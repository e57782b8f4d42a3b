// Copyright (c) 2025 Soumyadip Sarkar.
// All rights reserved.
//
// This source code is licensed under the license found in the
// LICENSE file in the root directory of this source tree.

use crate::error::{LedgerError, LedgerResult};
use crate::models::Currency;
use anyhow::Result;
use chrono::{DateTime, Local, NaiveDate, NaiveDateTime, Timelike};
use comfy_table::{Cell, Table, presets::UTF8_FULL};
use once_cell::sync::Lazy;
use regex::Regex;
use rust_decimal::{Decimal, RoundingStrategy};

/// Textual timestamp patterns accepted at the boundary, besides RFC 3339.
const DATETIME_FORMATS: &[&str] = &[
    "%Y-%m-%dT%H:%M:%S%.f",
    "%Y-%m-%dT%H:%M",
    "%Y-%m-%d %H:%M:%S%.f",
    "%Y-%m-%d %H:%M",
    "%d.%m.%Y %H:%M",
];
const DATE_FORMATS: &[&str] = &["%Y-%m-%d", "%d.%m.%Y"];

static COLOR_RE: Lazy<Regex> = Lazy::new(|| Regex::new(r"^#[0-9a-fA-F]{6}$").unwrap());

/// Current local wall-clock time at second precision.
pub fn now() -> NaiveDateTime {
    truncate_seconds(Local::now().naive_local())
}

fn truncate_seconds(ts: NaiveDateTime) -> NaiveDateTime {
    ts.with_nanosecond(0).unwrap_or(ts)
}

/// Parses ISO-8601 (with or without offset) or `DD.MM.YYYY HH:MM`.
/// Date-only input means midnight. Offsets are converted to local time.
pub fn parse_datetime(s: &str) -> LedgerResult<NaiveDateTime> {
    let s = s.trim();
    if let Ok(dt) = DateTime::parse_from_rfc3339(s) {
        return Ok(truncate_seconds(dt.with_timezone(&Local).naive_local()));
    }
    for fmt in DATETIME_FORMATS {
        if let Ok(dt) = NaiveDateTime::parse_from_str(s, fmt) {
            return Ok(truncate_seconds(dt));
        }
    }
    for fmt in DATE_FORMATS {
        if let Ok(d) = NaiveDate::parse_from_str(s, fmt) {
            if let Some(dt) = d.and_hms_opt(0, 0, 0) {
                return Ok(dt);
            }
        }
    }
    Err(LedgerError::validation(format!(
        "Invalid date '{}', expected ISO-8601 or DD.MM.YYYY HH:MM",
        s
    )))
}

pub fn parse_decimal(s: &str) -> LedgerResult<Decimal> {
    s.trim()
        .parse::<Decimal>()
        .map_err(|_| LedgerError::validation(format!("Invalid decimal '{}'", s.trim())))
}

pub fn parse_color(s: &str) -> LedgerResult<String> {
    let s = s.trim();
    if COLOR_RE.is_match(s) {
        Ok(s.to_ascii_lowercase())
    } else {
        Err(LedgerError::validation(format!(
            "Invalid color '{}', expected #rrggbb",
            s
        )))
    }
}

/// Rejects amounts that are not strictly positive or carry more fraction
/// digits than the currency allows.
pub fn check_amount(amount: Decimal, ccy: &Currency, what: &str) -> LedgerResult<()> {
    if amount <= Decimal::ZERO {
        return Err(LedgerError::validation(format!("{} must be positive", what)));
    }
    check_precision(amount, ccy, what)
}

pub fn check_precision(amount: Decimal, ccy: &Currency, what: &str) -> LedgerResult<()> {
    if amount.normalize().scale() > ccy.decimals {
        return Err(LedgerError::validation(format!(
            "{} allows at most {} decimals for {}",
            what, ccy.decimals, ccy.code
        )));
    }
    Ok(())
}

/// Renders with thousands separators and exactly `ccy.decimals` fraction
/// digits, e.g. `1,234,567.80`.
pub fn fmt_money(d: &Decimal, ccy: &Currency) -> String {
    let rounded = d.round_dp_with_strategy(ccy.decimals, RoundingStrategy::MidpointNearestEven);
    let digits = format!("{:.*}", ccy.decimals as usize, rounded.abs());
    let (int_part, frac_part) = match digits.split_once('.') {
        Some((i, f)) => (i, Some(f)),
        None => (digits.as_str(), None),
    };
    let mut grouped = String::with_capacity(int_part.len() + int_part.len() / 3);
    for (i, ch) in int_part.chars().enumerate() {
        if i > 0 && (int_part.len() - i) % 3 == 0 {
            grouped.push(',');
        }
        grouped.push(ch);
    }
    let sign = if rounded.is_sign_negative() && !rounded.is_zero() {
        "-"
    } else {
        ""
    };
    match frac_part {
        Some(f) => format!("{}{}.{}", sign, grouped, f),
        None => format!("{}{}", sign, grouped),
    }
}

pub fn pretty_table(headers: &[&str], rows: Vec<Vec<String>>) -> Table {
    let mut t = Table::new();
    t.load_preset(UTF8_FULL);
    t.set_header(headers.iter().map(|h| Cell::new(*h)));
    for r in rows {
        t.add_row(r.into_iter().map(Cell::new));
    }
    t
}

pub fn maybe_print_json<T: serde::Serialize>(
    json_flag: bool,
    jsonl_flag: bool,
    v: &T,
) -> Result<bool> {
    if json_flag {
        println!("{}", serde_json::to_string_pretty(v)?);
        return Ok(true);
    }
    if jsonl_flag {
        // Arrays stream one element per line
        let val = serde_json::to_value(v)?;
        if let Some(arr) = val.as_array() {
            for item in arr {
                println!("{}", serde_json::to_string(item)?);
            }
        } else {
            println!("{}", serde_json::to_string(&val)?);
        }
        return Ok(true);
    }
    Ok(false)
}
:::::
● **What is needed**: Where a line of the material holds the word "Invalid", copy that line.

● **Written solution**:
        "Invalid date '{}', expected ISO-8601 or DD.MM.YYYY HH:MM",
        .map_err(|_| LedgerError::validation(format!("Invalid decimal '{}'", s.trim())))
            "Invalid color '{}', expected #rrggbb",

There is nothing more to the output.